When the ARM template completes successfully you will have an AKS cluster in the provided resource group.

az aks list --resource-group $OAM_TUTORIAL_RESOURCE_GROUP_NAME

Export the AKS cluster name to a environment variable:

export OAM_TUTORIAL_AKS_CLUSTER_NAME=$(az aks list --resource-group $OAM_TUTORIAL_RESOURCE_GROUP_NAME --query '[].name' -o tsv)
az aks get-credentials --name $OAM_TUTORIAL_AKS_CLUSTER_NAME --resource-group $OAM_TUTORIAL_RESOURCE_GROUP_NAME

Now you should have credentials in your Kubernetes configuration for the AKS cluster.
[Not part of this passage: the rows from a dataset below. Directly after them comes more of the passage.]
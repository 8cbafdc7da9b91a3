//! Connected-component labeling.
//!
//! Two-pass raster labeling: the first scan hands out provisional labels and
//! records equivalences in a union-find, the second scan resolves each
//! provisional label to its root and renumbers roots densely in order of first
//! appearance. No recursion, so large masks cannot overflow the stack.

use ndarray::Array2;

use crate::mask::Mask;

/// Neighbor relation used to decide whether two adjacent cells belong to the
/// same region.
#[derive(Debug, Clone, Copy, PartialEq, Eq, Hash, Default)]
pub enum Connectivity {
    /// Edge-adjacent cells only.
    #[default]
    Four,
    /// Edge and corner adjacent cells.
    Eight,
}

impl Connectivity {
    /// The complementary relation. Background is labeled with the dual of the
    /// foreground connectivity so a diagonal gap never both separates two
    /// foreground regions and seals a hole.
    pub fn dual(self) -> Self {
        match self {
            Connectivity::Four => Connectivity::Eight,
            Connectivity::Eight => Connectivity::Four,
        }
    }

    /// All neighbor offsets `(dx, dy)`.
    pub fn offsets(self) -> &'static [(isize, isize)] {
        match self {
            Connectivity::Four => &[(1, 0), (0, 1), (-1, 0), (0, -1)],
            Connectivity::Eight => &[
                (1, 0),
                (1, 1),
                (0, 1),
                (-1, 1),
                (-1, 0),
                (-1, -1),
                (0, -1),
                (1, -1),
            ],
        }
    }

    /// Neighbors already visited by a row-major scan.
    fn scanned_offsets(self) -> &'static [(isize, isize)] {
        match self {
            Connectivity::Four => &[(-1, 0), (0, -1)],
            Connectivity::Eight => &[(-1, 0), (-1, -1), (0, -1), (1, -1)],
        }
    }
}

/// Union-find over provisional labels with path compression and union by size.
#[derive(Debug, Default)]
struct UnionFind {
    parent: Vec<u32>,
    size: Vec<u32>,
}

impl UnionFind {
    fn make_set(&mut self) -> u32 {
        let id = self.parent.len() as u32;
        self.parent.push(id);
        self.size.push(1);
        id
    }

    fn find(&mut self, mut x: u32) -> u32 {
        let mut root = x;
        while self.parent[root as usize] != root {
            root = self.parent[root as usize];
        }
        while self.parent[x as usize] != root {
            let next = self.parent[x as usize];
            self.parent[x as usize] = root;
            x = next;
        }
        root
    }

    fn union(&mut self, a: u32, b: u32) {
        let (ra, rb) = (self.find(a), self.find(b));
        if ra == rb {
            return;
        }
        let (big, small) = if self.size[ra as usize] >= self.size[rb as usize] {
            (ra, rb)
        } else {
            (rb, ra)
        };
        self.parent[small as usize] = big;
        self.size[big as usize] += self.size[small as usize];
    }
}

/// Per-cell region ids for one extraction.
///
/// `0` marks unlabeled cells, positive ids are foreground regions `1..=N`,
/// negative ids are background regions `-1..=-M` (only present when
/// background labeling was requested).
#[derive(Debug, Clone, PartialEq, Eq)]
pub struct LabelGrid {
    labels: Array2<i32>,
    foreground: usize,
    background: usize,
}

impl LabelGrid {
    #[inline]
    pub fn width(&self) -> usize {
        self.labels.ncols()
    }

    #[inline]
    pub fn height(&self) -> usize {
        self.labels.nrows()
    }

    /// Label at (x, y); `0` outside the grid.
    #[inline]
    pub fn get(&self, x: usize, y: usize) -> i32 {
        self.labels.get((y, x)).copied().unwrap_or(0)
    }

    #[inline]
    pub fn get_signed(&self, x: isize, y: isize) -> i32 {
        if x < 0 || y < 0 {
            0
        } else {
            self.get(x as usize, y as usize)
        }
    }

    /// Number of foreground regions.
    pub fn foreground_count(&self) -> usize {
        self.foreground
    }

    /// Number of background regions (zero unless background was labeled).
    pub fn background_count(&self) -> usize {
        self.background
    }

    /// Underlying (height, width) array.
    pub fn labels(&self) -> &Array2<i32> {
        &self.labels
    }
}

/// Label the foreground of `mask`.
pub fn label(mask: &Mask, connectivity: Connectivity) -> LabelGrid {
    let mut labels = Array2::<i32>::zeros((mask.height(), mask.width()));
    let foreground = label_polarity(mask, true, connectivity, 1, &mut labels);
    LabelGrid {
        labels,
        foreground,
        background: 0,
    }
}

/// Label foreground with `connectivity` and background with its dual.
pub fn label_with_background(mask: &Mask, connectivity: Connectivity) -> LabelGrid {
    let mut labels = Array2::<i32>::zeros((mask.height(), mask.width()));
    let foreground = label_polarity(mask, true, connectivity, 1, &mut labels);
    let background = label_polarity(mask, false, connectivity.dual(), -1, &mut labels);
    LabelGrid {
        labels,
        foreground,
        background,
    }
}

/// Label every cell whose state equals `target`, writing `sign * id` into
/// `labels`. Returns the number of components found.
fn label_polarity(
    mask: &Mask,
    target: bool,
    connectivity: Connectivity,
    sign: i32,
    labels: &mut Array2<i32>,
) -> usize {
    let (width, height) = (mask.width(), mask.height());
    let mut provisional = vec![0u32; width * height];
    let mut sets = UnionFind::default();
    // Slot 0 stays reserved for "no label".
    sets.make_set();

    // First pass: provisional labels and equivalences
    for y in 0..height {
        for x in 0..width {
            if mask.get(x, y) != target {
                continue;
            }
            let mut assigned = 0u32;
            for &(dx, dy) in connectivity.scanned_offsets() {
                let nx = x as isize + dx;
                let ny = y as isize + dy;
                if nx < 0 || ny < 0 || nx >= width as isize {
                    continue;
                }
                let neighbor = provisional[ny as usize * width + nx as usize];
                if neighbor == 0 {
                    continue;
                }
                if assigned == 0 {
                    assigned = neighbor;
                } else if neighbor != assigned {
                    sets.union(assigned, neighbor);
                }
            }
            if assigned == 0 {
                assigned = sets.make_set();
            }
            provisional[y * width + x] = assigned;
        }
    }

    // Second pass: flatten to dense ids in raster order
    let mut final_ids = vec![0i32; sets.parent.len()];
    let mut count = 0i32;
    for y in 0..height {
        for x in 0..width {
            let p = provisional[y * width + x];
            if p == 0 {
                continue;
            }
            let root = sets.find(p) as usize;
            if final_ids[root] == 0 {
                count += 1;
                final_ids[root] = count;
            }
            labels[[y, x]] = sign * final_ids[root];
        }
    }

    count as usize
}

#[cfg(test)]
mod tests {
    use super::*;

    fn mask_from_rows(rows: &[&str]) -> Mask {
        let height = rows.len();
        let width = rows[0].len();
        Mask::from_fn(width, height, |x, y| rows[y].as_bytes()[x] == b'#')
    }

    #[test]
    fn test_union_find_merges_and_compresses() {
        let mut sets = UnionFind::default();
        let a = sets.make_set();
        let b = sets.make_set();
        let c = sets.make_set();
        let d = sets.make_set();
        sets.union(a, b);
        sets.union(c, d);
        assert_ne!(sets.find(a), sets.find(c));
        sets.union(b, d);
        let root = sets.find(a);
        assert_eq!(sets.find(b), root);
        assert_eq!(sets.find(c), root);
        assert_eq!(sets.find(d), root);
        assert_eq!(sets.size[root as usize], 4);
    }

    #[test]
    fn test_empty_mask_has_no_regions() {
        let grid = label(&Mask::new(6, 4), Connectivity::Four);
        assert_eq!(grid.foreground_count(), 0);
        assert!(grid.labels().iter().all(|&l| l == 0));
    }

    #[test]
    fn test_diagonal_cells_split_under_four() {
        let mask = mask_from_rows(&["#.", ".#"]);
        let grid = label(&mask, Connectivity::Four);
        assert_eq!(grid.foreground_count(), 2);
        assert_ne!(grid.get(0, 0), grid.get(1, 1));
    }

    #[test]
    fn test_diagonal_cells_join_under_eight() {
        let mask = mask_from_rows(&["#.", ".#"]);
        let grid = label(&mask, Connectivity::Eight);
        assert_eq!(grid.foreground_count(), 1);
        assert_eq!(grid.get(0, 0), grid.get(1, 1));
    }

    #[test]
    fn test_u_shape_resolves_equivalence() {
        // The two arms get different provisional labels until the bottom row
        let mask = mask_from_rows(&["#..#", "#..#", "####"]);
        let grid = label(&mask, Connectivity::Four);
        assert_eq!(grid.foreground_count(), 1);
        assert_eq!(grid.get(0, 0), 1);
        assert_eq!(grid.get(3, 0), 1);
    }

    #[test]
    fn test_ids_are_dense_in_raster_order() {
        let mask = mask_from_rows(&["#.#.#", ".....", "#.#.#"]);
        let grid = label(&mask, Connectivity::Four);
        assert_eq!(grid.foreground_count(), 6);
        assert_eq!(grid.get(0, 0), 1);
        assert_eq!(grid.get(2, 0), 2);
        assert_eq!(grid.get(4, 0), 3);
        assert_eq!(grid.get(0, 2), 4);
        assert_eq!(grid.get(4, 2), 6);
    }

    #[test]
    fn test_background_labeled_with_dual_connectivity() {
        // Foreground ring closed only at the corners: under 4-connectivity
        // the ring splits, and the 8-connected background leaks out of it.
        let mask = mask_from_rows(&[".#.", "#.#", ".#."]);
        let grid = label_with_background(&mask, Connectivity::Four);
        assert_eq!(grid.foreground_count(), 4);
        assert_eq!(grid.background_count(), 1);
        assert_eq!(grid.get(1, 1), -1);
        assert_eq!(grid.get(0, 0), -1);

        // Under 8-connectivity the ring is closed and the centre is a hole.
        let grid = label_with_background(&mask, Connectivity::Eight);
        assert_eq!(grid.foreground_count(), 1);
        assert_eq!(grid.background_count(), 5);
        assert_eq!(grid.get(1, 1), -3);
    }

    #[test]
    fn test_out_of_bounds_label_is_zero() {
        let grid = label(&Mask::from_fn(2, 2, |_, _| true), Connectivity::Four);
        assert_eq!(grid.get(5, 0), 0);
        assert_eq!(grid.get_signed(-1, 0), 0);
        assert_eq!(grid.get_signed(1, 1), 1);
    }
}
Now you can use kubectl to deploy some workloads using OAM.

Complete the tutorial

Once you can access the AKS cluster you're ready to go!

Find the tutorial here.

Cleaning Up

All of the resources created by this tutorial are all part of the same resource group. To delete all of the resources run the following command.

az group delete --name  $OAM_TUTORIAL_RESOURCE_GROUP_NAME --yes

Run the following to delete the service principal.

az ad sp delete --id "$(<creds.json | jq '.clientId' | xargs -I CLIENTID az ad sp list --filter \"appId eq 'CLIENTID'\" --query '[0].servicePrincipalNames[0]' -o tsv)"

Contributing

This project welcomes contributions and suggestions. Most contributions require you to agree to a Contributor License Agreement (CLA) declaring that you have the right to, and actually do, grant us the rights to use your contribution. For details, visit https://cla.opensource.microsoft.com.

When you submit a pull request, a CLA bot will automatically determine whether you need to provide a CLA and decorate the PR appropriately (e.g., status check, comment). Simply follow the instructions provided by the bot. You will only need to do this once across all repos using our CLA.